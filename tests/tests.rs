//! Integration tests for `dunning_analysis`.
//
// This suite verifies:
// - Library pipeline (compare -> rank -> render) on small hand-checked tables
// - Documented compatibility conventions (sign rule, corpus-1-only traversal)
// - Caching through the recipes and the CLI
// - CLI behavior including part-of-speech filters and export formats
//
// Notes:
// - CLI tests run the binary with a per-process working directory (no global CWD change).
// - Tests that change the global CWD are marked #[serial].

use std::fs;
use std::path::{Path, PathBuf};

use assert_cmd::prelude::*;
use assert_fs::prelude::*;
use predicates::prelude::*;
use regex::Regex;
use serde_json::Value as Json;
use serial_test::serial;
use tempfile::tempdir;

use dunning_analysis::{
    CompareOptions, DirCache, ExportFormat, FrequencyTable, LexiconTagger, PosCategory, PosFilter,
    PosSelection, PresentationConfig, ResultCache, ResultSet, Side, compare, compare_cached,
    export_results, rank, render,
};

// --------------------- helpers ---------------------

/// Create a file with content in a temp dir.
fn write_file(dir: &assert_fs::TempDir, name: &str, content: &str) -> PathBuf {
    let f = dir.child(name);
    f.write_str(content).unwrap();
    f.path().to_path_buf()
}

fn table(pairs: &[(&str, u64)]) -> FrequencyTable {
    pairs.iter().map(|(k, v)| (k.to_string(), *v)).collect()
}

/// The two tables used throughout: "she" favours corpus 1, "he" corpus 2.
fn he_she() -> (FrequencyTable, FrequencyTable) {
    (
        table(&[("he", 1), ("she", 10), ("and", 10)]),
        table(&[("he", 10), ("she", 1), ("and", 10)]),
    )
}

/// A larger result set mixing parts of speech.
fn mixed_results() -> ResultSet {
    let t1 = table(&[
        ("laughed", 60),
        ("beautiful", 50),
        ("quickly", 40),
        ("table", 30),
        ("walked", 25),
        ("the", 200),
        ("frowned", 5),
        ("furious", 4),
    ]);
    let t2 = table(&[
        ("laughed", 10),
        ("beautiful", 12),
        ("quickly", 15),
        ("table", 20),
        ("walked", 22),
        ("the", 200),
        ("frowned", 45),
        ("furious", 40),
    ]);
    compare(&t1, &t2, &CompareOptions::default()).unwrap()
}

fn terms(ranked: &[(&str, &dunning_analysis::TermStatistic)]) -> Vec<String> {
    ranked.iter().map(|(t, _)| t.to_string()).collect()
}

/// Run CLI successfully with a specific working directory.
fn run_cli_ok_in(dir: &Path, args: &[&str]) -> assert_cmd::assert::Assert {
    let mut cmd = assert_cmd::Command::cargo_bin("dunning_analysis").unwrap();
    cmd.current_dir(dir);
    cmd.args(args).assert().success()
}

/// Run CLI expecting failure with a specific working directory.
fn run_cli_fail_in(dir: &Path, args: &[&str]) -> assert_cmd::assert::Assert {
    let mut cmd = assert_cmd::Command::cargo_bin("dunning_analysis").unwrap();
    cmd.current_dir(dir);
    cmd.args(args).assert().failure()
}

/// Find an export in `dir` whose name matches `<stem>_<YYYYMMDD>_<HHMMSS>_dunning.<ext>`.
fn find_export(dir: &Path, ext: &str) -> PathBuf {
    let re = Regex::new(&format!(r".+_\d{{8}}_\d{{6}}_dunning\.{ext}$")).unwrap();
    for entry in fs::read_dir(dir).unwrap().filter_map(|e| e.ok()) {
        let name = entry.file_name().to_string_lossy().into_owned();
        if re.is_match(&name) {
            return entry.path();
        }
    }
    panic!("No *_dunning.{ext} export found in {}", dir.display());
}

/// Two CSV frequency tables in `dir`, matching `he_she()`.
fn write_he_she_tables(dir: &assert_fs::TempDir) -> (PathBuf, PathBuf) {
    (
        write_file(dir, "female.csv", "term,count\nhe,1\nshe,10\nand,10\n"),
        write_file(dir, "male.csv", "term,count\nhe,10\nshe,1\nand,10\n"),
    )
}

// --------------------- library tests ---------------------

#[test]
fn lib_he_she_scores() {
    let (t1, t2) = he_she();
    let results = compare(&t1, &t2, &CompareOptions::default()).unwrap();

    let he = &results["he"];
    assert_eq!((he.count_total, he.count_1, he.count_2), (11, 1, 10));
    assert!((he.freq_1 - 1.0 / 21.0).abs() < 1e-12);
    assert!((he.freq_2 - 10.0 / 21.0).abs() < 1e-12);
    assert!((he.log_likelihood - -8.5472).abs() < 1e-4);
    assert!((results["she"].log_likelihood - 8.5472).abs() < 1e-4);
}

// Only terms of corpus 1 that also occur in corpus 2 are scored, and swapping the corpora flips
// the sign. Kept so results stay comparable with earlier runs.
#[test]
fn lib_only_shared_terms_are_scored() {
    let t1 = table(&[("shared", 12), ("only_one", 40)]);
    let t2 = table(&[("shared", 3), ("only_two", 40), ("sparse", 9)]);
    let results = compare(&t1, &t2, &CompareOptions::default()).unwrap();
    assert_eq!(results.keys().collect::<Vec<_>>(), ["shared"]);

    let swapped = compare(&t2, &t1, &CompareOptions::default()).unwrap();
    let forward = results["shared"].log_likelihood;
    let backward = swapped["shared"].log_likelihood;
    assert!((forward + backward).abs() < 1e-9);
    assert!(forward > 0.0, "shared is relatively more common in corpus 1");
}

#[test]
fn lib_threshold_is_configurable() {
    let t1 = table(&[("rare", 5), ("common", 50)]);
    let t2 = table(&[("rare", 4), ("common", 50)]);
    assert!(!compare(&t1, &t2, &CompareOptions::default()).unwrap().contains_key("rare"));
    let loose = CompareOptions {
        min_combined_count: 2,
    };
    assert!(compare(&t1, &t2, &loose).unwrap().contains_key("rare"));
}

#[test]
fn lib_rank_returns_sorted_bounded_views() {
    let results = mixed_results();
    let first = rank(&results, 3, Side::Corpus1, None);
    assert_eq!(first.len(), 3);
    assert!(
        first
            .windows(2)
            .all(|w| w[0].1.log_likelihood >= w[1].1.log_likelihood)
    );
    let second = rank(&results, 3, Side::Corpus2, None);
    assert!(
        second
            .windows(2)
            .all(|w| w[0].1.log_likelihood <= w[1].1.log_likelihood)
    );
    assert_eq!(second[0].0, "frowned");
    assert_eq!(rank(&results, 50, Side::Corpus1, None).len(), results.len());
}

#[test]
fn lib_category_filter_removes_terms_without_reordering_others() {
    let results = mixed_results();
    let tagger = LexiconTagger::new();
    let unfiltered = terms(&rank(&results, results.len(), Side::Corpus1, None));

    let verbs = PosFilter::Category(PosCategory::Verbs);
    let sel = PosSelection {
        filter: &verbs,
        tagger: &tagger,
    };
    let filtered = terms(&rank(&results, results.len(), Side::Corpus1, Some(sel)));
    assert!(filtered.iter().all(|t| ["laughed", "walked", "frowned"].contains(&t.as_str())));
    assert!(!filtered.contains(&"beautiful".to_string()));

    // Same relative order as the unfiltered ranking.
    let expected: Vec<String> = unfiltered
        .into_iter()
        .filter(|t| filtered.contains(t))
        .collect();
    assert_eq!(filtered, expected);
}

#[test]
fn lib_rendered_report_lists_ranked_terms_in_order() {
    let results = mixed_results();
    let config = PresentationConfig {
        top_n: 4,
        ..PresentationConfig::default()
    }
    .with_labels("Fem Author", "Male Author");
    let tagger = LexiconTagger::new();
    let report = render(&results, &config, &tagger);

    let (first, second) = report
        .split_once("Dunning Log-Likelihood results for Male Author")
        .expect("second table present");
    for (section, side) in [(first, Side::Corpus1), (second, Side::Corpus2)] {
        let ranked = terms(&rank(&results, 4, side, None));
        let shown: Vec<String> = section
            .lines()
            .filter(|l| l.starts_with("|  "))
            .map(|l| l[3..].split('|').next().unwrap().trim().to_string())
            .collect();
        assert_eq!(shown, ranked);
    }
}

#[test]
fn lib_adjective_report_drops_non_adjectives() {
    let results = mixed_results();
    let config = PresentationConfig {
        top_n: 2,
        filter: Some(PosFilter::Category(PosCategory::Adjectives)),
        ..PresentationConfig::default()
    };
    let report = render(&results, &config, &LexiconTagger::new());
    assert!(report.contains("Displaying Part of Speech: adjectives"));
    assert!(report.contains("|  beautiful "));
    assert!(report.contains("|  furious "));
    assert!(!report.contains("|  laughed "));
}

#[test]
fn lib_cache_round_trip_through_compare_cached() {
    let dir = tempdir().unwrap();
    let cache = DirCache::new(dir.path());
    let (t1, t2) = he_she();
    let fresh = compare_cached(&t1, &t2, &CompareOptions::default(), &cache, "he_she", true)
        .unwrap();
    let stored = cache.load("he_she").unwrap().found().expect("entry written");
    // Scores such as -8.547243830635558 come back bit for bit.
    assert_eq!(stored, fresh);
}

#[test]
fn lib_json_export_is_sorted_by_score() {
    let dir = tempdir().unwrap();
    let results = mixed_results();
    let path = export_results(
        &results,
        ExportFormat::Json,
        &PresentationConfig::default(),
        &LexiconTagger::new(),
        dir.path(),
        "mixed",
    )
    .unwrap();
    let v: Json = serde_json::from_str(&fs::read_to_string(path).unwrap()).unwrap();
    let scores: Vec<f64> = v
        .as_array()
        .expect("json array")
        .iter()
        .map(|o| o["log_likelihood"].as_f64().unwrap())
        .collect();
    assert_eq!(scores.len(), results.len());
    assert!(scores.windows(2).all(|w| w[0] >= w[1]));
}

#[test]
#[serial]
fn lib_export_to_relative_directory() {
    let td = assert_fs::TempDir::new().unwrap();
    std::env::set_current_dir(td.path()).unwrap();
    let (t1, t2) = he_she();
    let results = compare(&t1, &t2, &CompareOptions::default()).unwrap();
    export_results(
        &results,
        ExportFormat::Tsv,
        &PresentationConfig::default(),
        &LexiconTagger::new(),
        Path::new("out"),
        "he_she",
    )
    .unwrap();
    let tsv = find_export(&td.path().join("out"), "tsv");
    let content = fs::read_to_string(tsv).unwrap();
    assert!(content.starts_with("term\tlog_likelihood\t"));
    assert!(content.lines().nth(1).unwrap().starts_with("she\t"));
}

#[test]
fn csv_export_neutralizes_formula_terms() {
    let dir = tempdir().unwrap();
    let t1 = table(&[(r#"=HYPERLINK("http://x")"#, 12), ("@cmd", 3), ("plain", 20)]);
    let t2 = table(&[(r#"=HYPERLINK("http://x")"#, 2), ("@cmd", 9), ("plain", 20)]);
    let results = compare(&t1, &t2, &CompareOptions::default()).unwrap();
    let path = export_results(
        &results,
        ExportFormat::Csv,
        &PresentationConfig::default(),
        &LexiconTagger::new(),
        dir.path(),
        "formulas",
    )
    .unwrap();
    let out = fs::read_to_string(path).unwrap();

    // Leading '=' / '@' get a quote prefix; inner quotes are doubled per CSV rules.
    assert!(out.contains(r#""'=HYPERLINK(""http://x"")""#), "{out}");
    assert!(out.contains("'@cmd,"));
    assert!(out.contains("\nplain,"));
}

// --------------------- CLI tests ---------------------

#[test]
fn cli_nonexistent_path_fails() {
    let td = tempdir().unwrap();
    let bad = td.path().join("does_not_exist.csv");
    run_cli_fail_in(
        td.path(),
        &[bad.to_string_lossy().as_ref(), bad.to_string_lossy().as_ref()],
    );
}

#[test]
fn cli_tables_print_both_sides() {
    let td = assert_fs::TempDir::new().unwrap();
    let (f, m) = write_he_she_tables(&td);
    run_cli_ok_in(
        td.path(),
        &[
            f.to_str().unwrap(),
            m.to_str().unwrap(),
            "--label-1",
            "Fem Author",
            "--label-2",
            "Male Author",
        ],
    )
    .stdout(predicate::str::contains(
        "Dunning Log-Likelihood results for Fem Author",
    ))
    .stdout(predicate::str::contains("count Male Author"))
    .stdout(predicate::str::contains("8.55"))
    .stdout(predicate::str::contains("-8.55"));
}

#[test]
fn cli_unknown_pos_filter_fails() {
    let td = assert_fs::TempDir::new().unwrap();
    let (f, m) = write_json_tables(&td);
    run_cli_fail_in(
        td.path(),
        &[f.to_str().unwrap(), m.to_str().unwrap(), "--pos", "nouns"],
    );
}

/// JSON frequency tables with the same counts as `he_she()`.
fn write_json_tables(dir: &assert_fs::TempDir) -> (PathBuf, PathBuf) {
    (
        write_file(dir, "a.json", r#"{"he": 1, "she": 10, "and": 10}"#),
        write_file(dir, "b.json", r#"{"he": 10, "she": 1, "and": 10}"#),
    )
}

#[test]
fn cli_pos_filter_with_lexicon() {
    let td = assert_fs::TempDir::new().unwrap();
    let (f, m) = write_he_she_tables(&td);
    let lexicon = write_file(&td, "lexicon.tsv", "term\ttag\nand\tRB\n");
    run_cli_ok_in(
        td.path(),
        &[
            f.to_str().unwrap(),
            m.to_str().unwrap(),
            "--pos",
            "adverbs",
            "--lexicon",
            lexicon.to_str().unwrap(),
        ],
    )
    .stdout(predicate::str::contains("Displaying Part of Speech: adverbs"))
    .stdout(predicate::str::contains("|  and "))
    .stdout(predicate::str::contains("|  she ").not());
}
★ ★ ★ ★
Assigned task
Find every line of the data above that holds the word "second", then state how many there are and nothing else.

Output for this exercise
6